EXERCISE DATA.
⁂

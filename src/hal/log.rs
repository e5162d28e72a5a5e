//! Signal lamps that only log.
//!
//! Used when the process runs without lamp hardware (a desktop or a container
//! next to the broker). Color changes are logged at `info`; repeated writes of
//! the same levels are logged at `debug`.

use core::convert::Infallible;

use tracing::{debug, info};

use crate::traits::SignalLights;

/// [`SignalLights`] implementation backed by `tracing`.
#[derive(Debug, Default)]
pub struct LogLights {
    levels: Option<(bool, bool, bool)>,
}

impl LogLights {
    /// Creates log-only lamps.
    pub fn new() -> Self {
        Self::default()
    }

    /// Last levels written, if any.
    pub fn levels(&self) -> Option<(bool, bool, bool)> {
        self.levels
    }
}

fn describe(levels: (bool, bool, bool)) -> &'static str {
    match levels {
        (false, false, false) => "off",
        (true, false, false) => "green",
        (false, true, false) => "yellow",
        (false, false, true) => "red",
        _ => "mixed",
    }
}

impl SignalLights for LogLights {
    type Error = Infallible;

    fn set_levels(&mut self, green: bool, yellow: bool, red: bool) -> Result<(), Infallible> {
        let levels = (green, yellow, red);
        if self.levels == Some(levels) {
            debug!(lamp = describe(levels), "signal unchanged");
        } else {
            info!(lamp = describe(levels), green, yellow, red, "signal");
        }
        self.levels = Some(levels);
        Ok(())
    }
}
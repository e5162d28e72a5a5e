//! Trait definitions for hardware and transport abstraction.
//!
//! These are the seams that let the occupancy core run against real brokers
//! and lamps in production and against mocks in tests.
//!
//! # Submodules
//!
//! - `hardware`: the three-lamp signal output
//! - `network`: broker connection, publishing and handler registration
//! - `viewer`: text frames to and from one dashboard viewer
//!
//! # Key Traits
//!
//! - [`SignalLights`]: drives the green/yellow/red outputs
//! - [`Transport`]: one broker session, polled by the reconnect supervisor
//! - [`Publisher`]: connection-gated, non-blocking publish
//! - [`TransportHandler`]: receives inbound messages and connection changes
//! - [`ViewerSocket`]: one live dashboard viewer

pub mod hardware;
pub mod network;
pub mod viewer;

pub use hardware::*;
pub use network::*;
pub use viewer::*;
//! MQTT transport over `rumqttc`.
//!
//! Two halves share one `rumqttc` client:
//!
//! - [`RumqttTransport`] owns the event loop and implements [`Transport`].
//!   Only the reconnect supervisor polls it.
//! - [`MqttHandle`] is a cloneable [`Publisher`]. It never waits: publishes
//!   are queued with `try_publish` while the supervisor reports `Connected`
//!   and rejected otherwise.
//!
//! **Subscribe Topics:**
//! - `deepstream/car_count` - detector events, free-form text
//! - command topic (if different) - dashboard action names
//!
//! **Publish Topics:**
//! - `estacionamiento/total` - decimal count (retained on change, plain on announce)
//! - command topic - dashboard action names
//!
//! # Example
//!
//! ```ignore
//! let (state_tx, monitor) = connection_channel();
//! let (transport, client) = RumqttTransport::new(&config.mqtt);
//! let publisher = MqttHandle::new(client, monitor, shutdown.clone());
//!
//! let supervisor = ReconnectSupervisor::new(transport, &config.reconnect, router, state_tx, shutdown);
//! ```

use std::time::Duration;

use rumqttc::{AsyncClient, ConnectionError, Event, EventLoop, MqttOptions, Outgoing, Packet, QoS};
use tokio_util::sync::CancellationToken;
use tracing::debug;

use crate::config::MqttConfig;
use crate::traits::{
    ConnectionState, MqttMessage, PublishError, Publisher, Transport, TransportError,
    TransportEvent,
};

use super::supervisor::ConnectionMonitor;

/// Requests buffered between the handle and the event loop.
pub const REQUEST_CAPACITY: usize = 32;

/// How long `disconnect` waits for the DISCONNECT packet to go out.
const DISCONNECT_GRACE: Duration = Duration::from_secs(1);

// ============================================================================
// Options
// ============================================================================

/// Build `rumqttc` options from configuration.
pub fn mqtt_options(config: &MqttConfig) -> MqttOptions {
    let mut options = MqttOptions::new(
        config.client_id.as_str(),
        config.host.as_str(),
        config.port,
    );
    options.set_keep_alive(Duration::from_secs(u64::from(config.keep_alive_secs)));
    options.set_clean_session(true);
    if config.has_auth() {
        options.set_credentials(config.username.as_str(), config.password.as_str());
    }
    options
}

// ============================================================================
// Transport
// ============================================================================

/// [`Transport`] backed by a `rumqttc` event loop.
///
/// The event loop connects lazily on poll and reconnects on the poll after an
/// error, which is exactly the contract the supervisor expects.
pub struct RumqttTransport {
    client: AsyncClient,
    eventloop: EventLoop,
    connected: bool,
}

impl RumqttTransport {
    /// Create the transport and the client the publisher side will use.
    ///
    /// Nothing touches the network until the first `poll`.
    pub fn new(config: &MqttConfig) -> (Self, AsyncClient) {
        let (client, mut eventloop) = AsyncClient::new(mqtt_options(config), REQUEST_CAPACITY);
        eventloop
            .network_options
            .set_connection_timeout(config.connect_timeout_secs);

        let transport = Self {
            client: client.clone(),
            eventloop,
            connected: false,
        };
        (transport, client)
    }

    fn classify(&mut self, error: ConnectionError) -> TransportError {
        let was_connected = std::mem::replace(&mut self.connected, false);
        if was_connected {
            TransportError::ConnectionLost(error.to_string())
        } else {
            TransportError::Connect(error.to_string())
        }
    }
}

impl Transport for RumqttTransport {
    async fn poll(&mut self) -> Result<TransportEvent, TransportError> {
        match self.eventloop.poll().await {
            Ok(Event::Incoming(Packet::ConnAck(ack))) => {
                debug!(session_present = ack.session_present, "connack");
                self.connected = true;
                Ok(TransportEvent::Connected)
            }
            Ok(Event::Incoming(Packet::Publish(publish))) => Ok(TransportEvent::Message(
                MqttMessage::new(publish.topic, publish.payload.to_vec()),
            )),
            Ok(_) => Ok(TransportEvent::Idle),
            Err(e) => Err(self.classify(e)),
        }
    }

    async fn subscribe(&mut self, topic: &str) -> Result<(), TransportError> {
        // Queued only; the SUBSCRIBE goes out on the next poll.
        self.client
            .try_subscribe(topic, QoS::AtLeastOnce)
            .map_err(|e| TransportError::Subscribe {
                topic: topic.to_string(),
                reason: e.to_string(),
            })
    }

    fn reset(&mut self) {
        // Drops the network; the next poll reconnects and yields a ConnAck.
        self.eventloop.clean();
        // Subscriptions are re-issued on connect; stale requests would duplicate them.
        self.eventloop.pending.clear();
        self.connected = false;
    }

    async fn disconnect(&mut self) {
        if !self.connected || self.client.try_disconnect().is_err() {
            return;
        }
        let flush = async {
            loop {
                match self.eventloop.poll().await {
                    Ok(Event::Outgoing(Outgoing::Disconnect)) | Err(_) => break,
                    Ok(_) => {}
                }
            }
        };
        let _ = tokio::time::timeout(DISCONNECT_GRACE, flush).await;
        self.connected = false;
    }
}

// ============================================================================
// Publisher
// ============================================================================

/// Connection-gated publisher over a `rumqttc` client.
#[derive(Clone)]
pub struct MqttHandle {
    client: AsyncClient,
    monitor: ConnectionMonitor,
    shutdown: CancellationToken,
}

impl MqttHandle {
    /// Gate `client` on the supervisor's connection state.
    pub fn new(client: AsyncClient, monitor: ConnectionMonitor, shutdown: CancellationToken) -> Self {
        Self {
            client,
            monitor,
            shutdown,
        }
    }
}

impl Publisher for MqttHandle {
    fn publish(&self, topic: &str, payload: &[u8], retain: bool) -> Result<(), PublishError> {
        if self.shutdown.is_cancelled() {
            return Err(PublishError::ShuttingDown);
        }
        if !self.monitor.is_connected() {
            return Err(PublishError::NotConnected);
        }
        self.client
            .try_publish(topic, QoS::AtLeastOnce, retain, payload.to_vec())
            .map_err(|e| PublishError::Rejected(e.to_string()))
    }

    fn connection_state(&self) -> ConnectionState {
        self.monitor.state()
    }
}
//! Frame-level view of one dashboard viewer connection.
//!
//! The viewer session only exchanges text frames, so it is written against
//! [`ViewerSocket`] rather than a concrete WebSocket. The web server adapts
//! axum's socket; tests drive a channel pair.

use core::future::Future;

use thiserror::Error;

/// The viewer went away while a frame was being sent.
#[derive(Debug, Error, Clone, Copy, PartialEq, Eq)]
#[error("viewer closed")]
pub struct ViewerClosed;

/// A bidirectional text channel to one viewer.
pub trait ViewerSocket: Send {
    /// Send one text frame.
    fn send_text(&mut self, text: String) -> impl Future<Output = Result<(), ViewerClosed>> + Send;

    /// Next text frame from the viewer, or `None` once it has left.
    ///
    /// Non-text frames are skipped. Must be cancel-safe: the session races
    /// it against updates and shutdown.
    fn recv_text(&mut self) -> impl Future<Output = Option<String>> + Send;

    /// Tell the viewer the server is closing the session.
    fn close(&mut self) -> impl Future<Output = ()> + Send;
}
/// Operation journal for undo support.
///
/// Every completed move is appended to an in-memory journal that is written to
/// the target directory as pretty-printed JSON once the run finishes. The undo
/// engine later replays the journal in reverse. The journal format is a bare
/// array of operation records so it stays greppable and hand-editable.
use chrono::Utc;
use serde::{Deserialize, Serialize};
use std::fs;
use std::path::{Path, PathBuf};

/// Errors raised while reading or writing the journal file.
#[derive(Debug)]
pub enum JournalError {
    /// No journal file exists at the given path.
    NotFound(PathBuf),
    /// The journal file could not be read.
    ReadFailed { path: PathBuf, source: std::io::Error },
    /// The journal file could not be written.
    WriteFailed { path: PathBuf, source: std::io::Error },
    /// The journal file could not be deleted.
    DeleteFailed { path: PathBuf, source: std::io::Error },
    /// The journal contents are not valid operation records.
    InvalidFormat { reason: String },
}

impl std::fmt::Display for JournalError {
    fn fmt(&self, f: &mut std::fmt::Formatter<'_>) -> std::fmt::Result {
        match self {
            JournalError::NotFound(path) => {
                write!(f, "Journal file not found: '{}'", path.display())
            }
            JournalError::ReadFailed { path, source } => {
                write!(f, "Failed to read journal '{}': {}", path.display(), source)
            }
            JournalError::WriteFailed { path, source } => {
                write!(f, "Failed to write journal '{}': {}", path.display(), source)
            }
            JournalError::DeleteFailed { path, source } => {
                write!(f, "Failed to delete journal '{}': {}", path.display(), source)
            }
            JournalError::InvalidFormat { reason } => {
                write!(f, "Journal format is invalid: {}", reason)
            }
        }
    }
}

impl std::error::Error for JournalError {}

pub type JournalResult<T> = Result<T, JournalError>;

/// Kind of a journaled operation.
#[derive(Debug, Clone, Copy, PartialEq, Eq, Serialize, Deserialize)]
#[serde(rename_all = "lowercase")]
pub enum OperationKind {
    Move,
}

/// A single recorded file operation.
#[derive(Debug, Clone, Serialize, Deserialize)]
pub struct Operation {
    pub source: PathBuf,
    pub destination: PathBuf,
    pub operation: OperationKind,
    pub timestamp: String,
    pub size_bytes: u64,
    #[serde(skip_serializing_if = "Option::is_none")]
    pub file_hash: Option<String>,
}

impl Operation {
    /// Builds a move record timestamped with the current UTC time.
    pub fn moved(
        source: PathBuf,
        destination: PathBuf,
        size_bytes: u64,
        file_hash: Option<String>,
    ) -> Self {
        Self {
            source,
            destination,
            operation: OperationKind::Move,
            timestamp: Utc::now().to_rfc3339(),
            size_bytes,
            file_hash,
        }
    }
}

/// An append-only log of operations for one organization run.
#[derive(Debug, Default)]
pub struct Journal {
    operations: Vec<Operation>,
}

impl Journal {
    pub fn new() -> Self {
        Self::default()
    }

    pub fn push(&mut self, operation: Operation) {
        self.operations.push(operation);
    }

    pub fn operations(&self) -> &[Operation] {
        &self.operations
    }

    pub fn len(&self) -> usize {
        self.operations.len()
    }

    pub fn is_empty(&self) -> bool {
        self.operations.is_empty()
    }

    /// Writes the journal as a pretty JSON array.
    pub fn save(&self, path: &Path) -> JournalResult<()> {
        let json = serde_json::to_string_pretty(&self.operations)
            .map_err(|e| JournalError::InvalidFormat {
                reason: e.to_string(),
            })?;
        fs::write(path, json).map_err(|e| JournalError::WriteFailed {
            path: path.to_path_buf(),
            source: e,
        })
    }

    /// Loads a journal from disk. Returns `None` when no file exists.
    pub fn load(path: &Path) -> JournalResult<Option<Self>> {
        if !path.exists() {
            return Ok(None);
        }

        let content = fs::read_to_string(path).map_err(|e| JournalError::ReadFailed {
            path: path.to_path_buf(),
            source: e,
        })?;
        let operations: Vec<Operation> =
            serde_json::from_str(&content).map_err(|e| JournalError::InvalidFormat {
                reason: e.to_string(),
            })?;
        Ok(Some(Self { operations }))
    }

    /// Removes the journal file, typically after a complete undo.
    pub fn delete(path: &Path) -> JournalResult<()> {
        fs::remove_file(path).map_err(|e| JournalError::DeleteFailed {
            path: path.to_path_buf(),
            source: e,
        })
    }
}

⁂

EXERCISE INSTRUCTIONS. Word for word, restate the lines above from the line containing "async fn disconnect(&mut" through the line containing "web server adapts", with both included and nothing else.

FINAL ANSWER.
    async fn disconnect(&mut self) {
        if !self.connected || self.client.try_disconnect().is_err() {
            return;
        }
        let flush = async {
            loop {
                match self.eventloop.poll().await {
                    Ok(Event::Outgoing(Outgoing::Disconnect)) | Err(_) => break,
                    Ok(_) => {}
                }
            }
        };
        let _ = tokio::time::timeout(DISCONNECT_GRACE, flush).await;
        self.connected = false;
    }
}

// ============================================================================
// Publisher
// ============================================================================

/// Connection-gated publisher over a `rumqttc` client.
#[derive(Clone)]
pub struct MqttHandle {
    client: AsyncClient,
    monitor: ConnectionMonitor,
    shutdown: CancellationToken,
}

impl MqttHandle {
    /// Gate `client` on the supervisor's connection state.
    pub fn new(client: AsyncClient, monitor: ConnectionMonitor, shutdown: CancellationToken) -> Self {
        Self {
            client,
            monitor,
            shutdown,
        }
    }
}

impl Publisher for MqttHandle {
    fn publish(&self, topic: &str, payload: &[u8], retain: bool) -> Result<(), PublishError> {
        if self.shutdown.is_cancelled() {
            return Err(PublishError::ShuttingDown);
        }
        if !self.monitor.is_connected() {
            return Err(PublishError::NotConnected);
        }
        self.client
            .try_publish(topic, QoS::AtLeastOnce, retain, payload.to_vec())
            .map_err(|e| PublishError::Rejected(e.to_string()))
    }

    fn connection_state(&self) -> ConnectionState {
        self.monitor.state()
    }
}
//! Frame-level view of one dashboard viewer connection.
//!
//! The viewer session only exchanges text frames, so it is written against
//! [`ViewerSocket`] rather than a concrete WebSocket. The web server adapts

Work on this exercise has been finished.